当初8日に指揮官に「体調不良」があったと報告されていたが、新型コロナウイルスによる影響がどうかは分からず、「暑さや緊張などにより体調がすぐれないというもの」であり、その表現は適していないとして消去された。
ただし9日夜に金監督が38.0度の発熱を起こしたことについて、クラブは10日午前の練習に臨む段階では把握していなかったという。夏場の練習では、一時、高熱を発するケースが少なからずあるため、金監督は10日朝の段階で平熱に戻っていたことから、通常通りに練習に参加したという。
しかし金監督は練習後も倦怠感があったため、メディカルスタッフと相談のうえ、点滴治療などを勧められて、佐賀県内の病院で診断を受けた。そこで症状などからPCR検査を受けたところ、新型コロナウイルスの陽性反応が発覚した。その後の調査で、9日の発熱が確認されたということだ。

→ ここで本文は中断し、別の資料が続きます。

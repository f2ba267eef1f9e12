//! Configuration Error Types
//!
//! This module provides structured errors using `exn` for automatic location
//! tracking and error tree construction.

use derive_more::{Display, Error};

/// A configuration error with automatic location tracking.
pub type Error = exn::Exn<ErrorKind>;
/// Result type alias for configuration operations.
pub type Result<T> = std::result::Result<T, Error>;

/// Actionable error categories.
///
/// These describe what the caller should *do*, not what went wrong internally.
#[derive(Debug, Display, Error, Clone, PartialEq, Eq)]
pub enum ErrorKind {
    /// A source could not be read or parsed. Fix the file (or environment)
    /// it names.
    #[display("failed to load configuration from {_0}")]
    Load(#[error(not(source))] String),
    /// The configuration parsed, but a value is out of range.
    #[display("invalid configuration: {_0}")]
    Invalid(#[error(not(source))] String),
}
//! Cache Error Types
//!
//! This module provides structured errors using `exn` for automatic location
//! tracking and error tree construction.

use derive_more::{Display, Error};

/// A cache error with automatic location tracking.
pub type Error = exn::Exn<ErrorKind>;
/// Result type alias for cache operations.
pub type Result<T> = std::result::Result<T, Error>;

/// Actionable error categories.
///
/// These describe what the caller should *do*, not what went wrong internally.
#[derive(Debug, Display, Error, Clone, PartialEq, Eq)]
pub enum ErrorKind {
    /// A single item costs more than the whole cache can hold. It was not
    /// admitted, and nothing else was evicted to make room for it.
    #[display("{url} needs {cost} but the cache only holds {capacity}")]
    CapacityExceeded {
        url: String,
        cost: u64,
        capacity: u64,
    },
    /// A cache cannot be built with room for nothing.
    #[display("cache capacity must be greater than zero")]
    InvalidCapacity,
    /// The blob store does not know this handle (never created, or already
    /// released).
    #[display("unknown blob handle: {_0}")]
    UnknownHandle(#[error(not(source))] String),
    /// The blob store failed to allocate or release a blob.
    #[display("blob store error")]
    Store,
}

impl ErrorKind {
    /// Returns `true` if retrying might succeed.
    pub fn is_retryable(&self) -> bool {
        matches!(self, Self::Store)
    }
}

指揮官の陽性判定を受けて、トップチームに関わる選手・スタッフ89人のPCR検査を実施し、その結果は明日判明する予定。また、金監督との濃厚接触者として、スタッフ3人が隔離された。役職や名前は公表されていないが、金監督とマスクなしでのミーティングを実施していたそうだ。
11日の全体トレーニングはキャンセルされ、個別の自主練習に切り替えられた。また、12日のルヴァンカップ・グループステージ3節のアウェーでのサンフレッチェ広島戦(19:00/エディオンスタジアム広島)は、PCR検査の結果を受けて、試合当日の移動で対応する。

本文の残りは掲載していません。